Metron invented the "Boom Tube" technology used by the New Gods to teleport vast distances.

In 1989's Legend mini-series, Metron confides in Darkseid about the Anti-Life Equation. Apparently, Metron holds the key to the Anti-Life Equation. However, he is a seeker of knowledge, therefore he will tell no one of his knowledge. In the 1982 DC/Marvel crossover, The Uncanny X-Men and The New Teen Titans, Metron tells Darkseid that Dark Phoenix is a part of the Anti-Life Equation. In the 2007 "Death of the New Gods" miniseries leading into Final Crisis, the Source explains the origin of the Anti-Life Equation to Metron.

Metron helped contact most of Earth's superheroes to gather them during the Zero Hour crisis. During Extant's return, he fought alongside the Justice Society of America in defeating Extant after he gained control of the omnipotent Worlogog.
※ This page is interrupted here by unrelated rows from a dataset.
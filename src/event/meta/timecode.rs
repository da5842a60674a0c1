#![doc = r#"
SMPTE Offset - the absolute start time of a track.

The SMPTE Offset meta-event anchors a track to an absolute
hour:minute:second:frame position, so that MIDI sequences can be
synchronized with film or video material. When a file uses SMPTE-based
timing, the offset tells sequencers exactly where in absolute time the
track begins.

The timecode also carries a fractional-frame field, always in units of
1/100 of a frame regardless of how the file subdivides frames for its
delta times.
"#]

use crate::error::SmpteError;
use crate::timing::Timing;

/// An SMPTE timecode as carried by the SMPTE Offset meta-event.
///
/// Validity of the frame field depends on the file's time system: with
/// tempo-based timing any frame 0..=29 is accepted, while SMPTE-based
/// timing additionally caps the frame below the header's frame rate
/// and, for drop-frame, rejects the timecode labels that drop-frame
/// numbering skips.
#[derive(Debug, Clone, Copy, PartialEq, Eq)]
#[cfg_attr(feature = "serde", derive(serde::Serialize, serde::Deserialize))]
pub struct Timecode {
    /// Hour, 0..=23.
    pub hour: u8,
    /// Minute, 0..=59.
    pub minute: u8,
    /// Second, 0..=59 (no leap seconds).
    pub second: u8,
    /// Frame within the second, 0..=29; further capped by the file's
    /// SMPTE rate when SMPTE timing is in use.
    pub frame: u8,
    /// Fractional frame in hundredths, 0..=99.
    pub ff: u8,
}

impl Timecode {
    /// Parse and validate the five-byte SMPTE Offset payload against
    /// the file's time system.
    ///
    /// # Errors
    ///
    /// - [`SmpteError::Length`] if the payload is not five bytes
    /// - [`SmpteError::Hour`] / [`Minute`](SmpteError::Minute) /
    ///   [`Second`](SmpteError::Second) / [`Frame`](SmpteError::Frame) /
    ///   [`Subframe`](SmpteError::Subframe) for field range violations
    /// - [`SmpteError::FrameRate`] if the frame is at or above the
    ///   header's SMPTE frame rate
    /// - [`SmpteError::DropFrame`] for a frame 0 or 1 of a minute not
    ///   divisible by ten under drop-frame timing
    pub fn parse(data: &[u8], timing: &Timing) -> Result<Self, SmpteError> {
        if data.len() != 5 {
            return Err(SmpteError::Length(data.len() as u32));
        }
        let hour = data[0];
        if hour > 23 {
            return Err(SmpteError::Hour(hour));
        }
        let minute = data[1];
        if minute > 59 {
            return Err(SmpteError::Minute(minute));
        }
        let second = data[2];
        if second > 59 {
            return Err(SmpteError::Second(second));
        }
        let frame = data[3];
        if frame > 29 {
            return Err(SmpteError::Frame(frame));
        }
        let ff = data[4];
        if ff > 99 {
            return Err(SmpteError::Subframe(ff));
        }

        if let Timing::Smpte(smpte) = timing {
            let fps = smpte.fps();
            if frame >= fps.as_division() {
                return Err(SmpteError::FrameRate {
                    frame,
                    fps: fps.as_division(),
                });
            }
            // Drop-frame skips timecodes 0 and 1 of every minute that
            // is not divisible by ten.
            if fps.is_drop_frame() && minute % 10 != 0 && frame < 2 {
                return Err(SmpteError::DropFrame { minute, frame });
            }
        }

        Ok(Self {
            hour,
            minute,
            second,
            frame,
            ff,
        })
    }
}

#[cfg(test)]
mod tests {
    use super::*;
    use crate::timing::{SmpteFps, SmpteTiming};

    const TEMPO_TIMING: Timing = Timing::TicksPerBeat(96);

    const fn smpte_timing(fps: SmpteFps) -> Timing {
        Timing::Smpte(SmpteTiming {
            fps,
            ticks_per_frame: 4,
        })
    }

    #[test]
    fn parses_a_plain_timecode() {
        use pretty_assertions::assert_eq;
        let tc = Timecode::parse(&[1, 23, 45, 12, 34], &TEMPO_TIMING).unwrap();
        assert_eq!(tc.hour, 1);
        assert_eq!(tc.minute, 23);
        assert_eq!(tc.second, 45);
        assert_eq!(tc.frame, 12);
        assert_eq!(tc.ff, 34);
    }

    #[test]
    fn rejects_field_ranges() {
        use pretty_assertions::assert_eq;
        let cases: [(&[u8], SmpteError); 6] = [
            (&[0, 0, 0], SmpteError::Length(3)),
            (&[24, 0, 0, 0, 0], SmpteError::Hour(24)),
            (&[0, 60, 0, 0, 0], SmpteError::Minute(60)),
            (&[0, 0, 60, 0, 0], SmpteError::Second(60)),
            (&[0, 0, 0, 30, 0], SmpteError::Frame(30)),
            (&[0, 0, 0, 0, 100], SmpteError::Subframe(100)),
        ];
        for (data, expected) in cases {
            assert_eq!(Timecode::parse(data, &TEMPO_TIMING).unwrap_err(), expected);
        }
    }

    #[test]
    fn frame_capped_by_header_rate() {
        use pretty_assertions::assert_eq;
        let t24 = smpte_timing(SmpteFps::TwentyFour);
        assert!(Timecode::parse(&[0, 0, 0, 23, 0], &t24).is_ok());
        assert_eq!(
            Timecode::parse(&[0, 0, 0, 24, 0], &t24).unwrap_err(),
            SmpteError::FrameRate { frame: 24, fps: 24 }
        );

        let t25 = smpte_timing(SmpteFps::TwentyFive);
        assert!(Timecode::parse(&[0, 0, 0, 24, 0], &t25).is_ok());
        assert!(Timecode::parse(&[0, 0, 0, 25, 0], &t25).is_err());

        // 30-frame rates allow the full 0..=29 range.
        let t30 = smpte_timing(SmpteFps::Thirty);
        assert!(Timecode::parse(&[0, 0, 0, 29, 0], &t30).is_ok());
    }

    #[test]
    fn drop_frame_skips_frames_0_and_1() {
        use pretty_assertions::assert_eq;
        let t29 = smpte_timing(SmpteFps::TwentyNine);
        for minute in [1, 9, 11, 59] {
            for frame in [0, 1] {
                assert_eq!(
                    Timecode::parse(&[0, minute, 0, frame, 0], &t29).unwrap_err(),
                    SmpteError::DropFrame { minute, frame }
                );
            }
            assert!(Timecode::parse(&[0, minute, 0, 2, 0], &t29).is_ok());
        }
        // Minutes divisible by ten keep all their timecodes.
        for minute in [0, 10, 50] {
            assert!(Timecode::parse(&[0, minute, 0, 0, 0], &t29).is_ok());
            assert!(Timecode::parse(&[0, minute, 0, 1, 0], &t29).is_ok());
        }
        // Tempo-based timing never applies the drop-frame rule.
        assert!(Timecode::parse(&[0, 1, 0, 0, 0], &TEMPO_TIMING).is_ok());
    }
}
#![doc = r#"
A streaming, pull-driven parser for Standard MIDI Files (SMF, the
`.mid` format).

The parser turns a byte stream into a sequence of typed events: the
file header, track boundaries, channel voice messages, system-exclusive
payloads and validated meta-events. It reads one event per call, keeps
no more than one event's payload in memory, and never looks at the
input ahead of what the caller has asked for.

# Reading a file

```no_run
use smfstream::prelude::*;

# fn main() -> Result<(), ParseError> {
let mut source = Source::open("song.mid")?;
let mut parser = Parser::new();
loop {
    match parser.read_event(&mut source)? {
        Event::Header(header) => println!("{} tracks", header.num_tracks()),
        Event::TrackStart => println!("track begins"),
        Event::Track(event) => println!("+{} {:?}", event.delta(), event.message()),
        Event::ForeignChunk(kind) => println!("skipped chunk {kind:08X}"),
        Event::Eof => break,
    }
}
# Ok(())
# }
```

# Error model

Malformed input and I/O failures surface as [`ParseError`] from
[`Parser::read_event`](parser::Parser::read_event). Errors are sticky:
after the first failure every further read returns the same error
without consuming input. Each error maps onto a stable negative code
([`ParseError::code`], [`error_message`]) for embedders that persist
error states.

Events that carry bulk data borrow the parser's internal buffer and
stay valid until the next read; everything else is plain owned data.
"#]

mod error;
pub use error::*;

mod header;
pub use header::*;

pub mod event;
pub mod parser;
pub mod source;
pub mod timing;

pub mod prelude {
    //! Everything needed to read a MIDI file, in one import.
    pub use crate::error::{error_message, MetaError, ParseError};
    pub use crate::event::{
        Channel, ChannelVoiceMessage, DataByte, Event, KeySignature, MetaMessage, PitchBend,
        Tempo, TextKind, TimeSignature, Timecode, TrackEvent, TrackMessage, VoiceEvent,
    };
    pub use crate::header::{Format, Header};
    pub use crate::parser::Parser;
    pub use crate::source::{ByteReader, Source};
    pub use crate::timing::{SmpteFps, SmpteTiming, Timing};
}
In Kurt Busiek's JLA/Avengers miniseries, Metron observes the events in that story, and gives Iron Man a Mother Box to balance the power given to the Justice League by Grandmaster. His main role during the miniseries is to observe and investigate Krona's actions, refusing to deviate from his non-involvement at the end when Krona demanded his aid. At the end, Metron kept guard over the newly formed Cosmic egg.

In the 2005 Mister Miracle miniseries, Metron contacts Shilo Norman (the current Mister Miracle) during a stunt gone wrong, making him aware of the Fourth World. In his first appearance in the book, he looks like he has before, but later he disguises himself as an epileptic man in a wheelchair.

During the events of Death of the New Gods, where the mysterious deaths of the entire Fourth World accelerated, Metron tracked and discovered the mastermind: the Source itself, which has in truth been lurking in the backgrounds for millennia trying to reacquire its original powers and reunite with its other half: the Anti-Life Entity. In true form, Metron sought not to stop the Source, but rather to stand by the Source's side to watch and learn as the Fourth World of the New Gods came to an end.

Eventually, after the death of Mister Miracle at the hands of the Source, Metron grows disgusted and demands his own death. The Source complies, and kills Metron before going to confront Darkseid.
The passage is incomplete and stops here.